> [Task prompt] Write out every line below that contains "UserId".

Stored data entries
◆ ◆ ◆
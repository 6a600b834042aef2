use config::{Config, ConfigError, File};
use serde::Deserialize;

pub mod db;
use db::Database;

#[derive(Debug, Deserialize)]
pub struct Settings {
    pub database: Database,
}

impl Settings {
    pub fn new() -> Result<Self, ConfigError> {
        let base_path = std::env::current_dir().expect("Failed to determine the current directory");
        let config_dir = base_path.join("migration/config");

        let s = Config::builder()
            .add_source(File::from(config_dir.join("settings.toml")))
            .add_source(File::from(config_dir.join("local.toml")).required(false))
            .add_source(config::Environment::with_prefix("app"))
            .build()?;

        s.try_deserialize()
    }
}
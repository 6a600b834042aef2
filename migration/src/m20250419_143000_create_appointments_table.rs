use crate::m20250412_101500_create_users_table::Users;
use crate::m20250412_103014_create_professionals_table::Professionals;
use sea_orm_migration::{prelude::*, schema::*};

#[derive(DeriveMigrationName)]
pub struct Migration;

#[async_trait::async_trait]
impl MigrationTrait for Migration {
    async fn up(&self, manager: &SchemaManager) -> Result<(), DbErr> {
        manager
            .create_table(
                Table::create()
                    .table(Appointments::Table)
                    .if_not_exists()
                    .col(pk_auto(Appointments::Id))
                    .col(date_time(Appointments::ScheduledAt))
                    .col(string(Appointments::Status))
                    .col(integer(Appointments::UserId))
                    .col(integer(Appointments::ProfessionalId))
                    .col(date_time(Appointments::CreatedAt))
                    .col(date_time(Appointments::UpdatedAt))
                    .foreign_key(
                        ForeignKey::create()
                            .name("fk-appointments-user")
                            .from(Appointments::Table, Appointments::UserId)
                            .to(Users::Table, Users::Id)
                            .on_delete(ForeignKeyAction::Cascade),
                    )
                    .foreign_key(
                        ForeignKey::create()
                            .name("fk-appointments-professional")
                            .from(Appointments::Table, Appointments::ProfessionalId)
                            .to(Professionals::Table, Professionals::Id)
                            .on_delete(ForeignKeyAction::Cascade),
                    )
                    .to_owned(),
            )
            .await
    }

    async fn down(&self, manager: &SchemaManager) -> Result<(), DbErr> {
        manager
            .drop_table(Table::drop().table(Appointments::Table).to_owned())
            .await
    }
}

#[derive(DeriveIden)]
pub enum Appointments {
    Table,
    Id,
    ScheduledAt,
    Status,
    UserId,
    ProfessionalId,
    CreatedAt,
    UpdatedAt,
}
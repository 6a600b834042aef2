use crate::m20250419_143000_create_appointments_table::Appointments;
use sea_orm_migration::{prelude::*, schema::*};

#[derive(DeriveMigrationName)]
pub struct Migration;

#[async_trait::async_trait]
impl MigrationTrait for Migration {
    async fn up(&self, manager: &SchemaManager) -> Result<(), DbErr> {
        manager
            .alter_table(
                Table::alter()
                    .table(Referrals::Table)
                    .add_column(integer_null(Referrals::AppointmentId))
                    .to_owned(),
            )
            .await?;

        manager
            .create_foreign_key(
                ForeignKey::create()
                    .name("fk-referrals-appointment")
                    .from(Referrals::Table, Referrals::AppointmentId)
                    .to(Appointments::Table, Appointments::Id)
                    .on_update(ForeignKeyAction::Cascade)
                    .on_delete(ForeignKeyAction::SetNull)
                    .to_owned(),
            )
            .await?;

        manager
            .alter_table(
                Table::alter()
                    .table(MedicalRecords::Table)
                    .add_column(integer_null(MedicalRecords::ReferralId))
                    .to_owned(),
            )
            .await?;

        manager
            .create_foreign_key(
                ForeignKey::create()
                    .name("fk-medical-records-referral")
                    .from(MedicalRecords::Table, MedicalRecords::ReferralId)
                    .to(Referrals::Table, Referrals::Id)
                    .on_update(ForeignKeyAction::Cascade)
                    .on_delete(ForeignKeyAction::SetNull)
                    .to_owned(),
            )
            .await
    }

    // Undone in reverse order: the medical_records link first, then referrals.
    async fn down(&self, manager: &SchemaManager) -> Result<(), DbErr> {
        manager
            .alter_table(
                Table::alter()
                    .table(MedicalRecords::Table)
                    .drop_column(MedicalRecords::ReferralId)
                    .to_owned(),
            )
            .await?;

        manager
            .alter_table(
                Table::alter()
                    .table(Referrals::Table)
                    .drop_column(Referrals::AppointmentId)
                    .to_owned(),
            )
            .await
    }
}

#[derive(DeriveIden)]
enum Referrals {
    Table,
    Id,
    AppointmentId,
}

#[derive(DeriveIden)]
enum MedicalRecords {
    Table,
    ReferralId,
}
◆ ◆ ◆
> [Your solution]
                    .col(integer(Appointments::UserId))
                            .from(Appointments::Table, Appointments::UserId)
    UserId,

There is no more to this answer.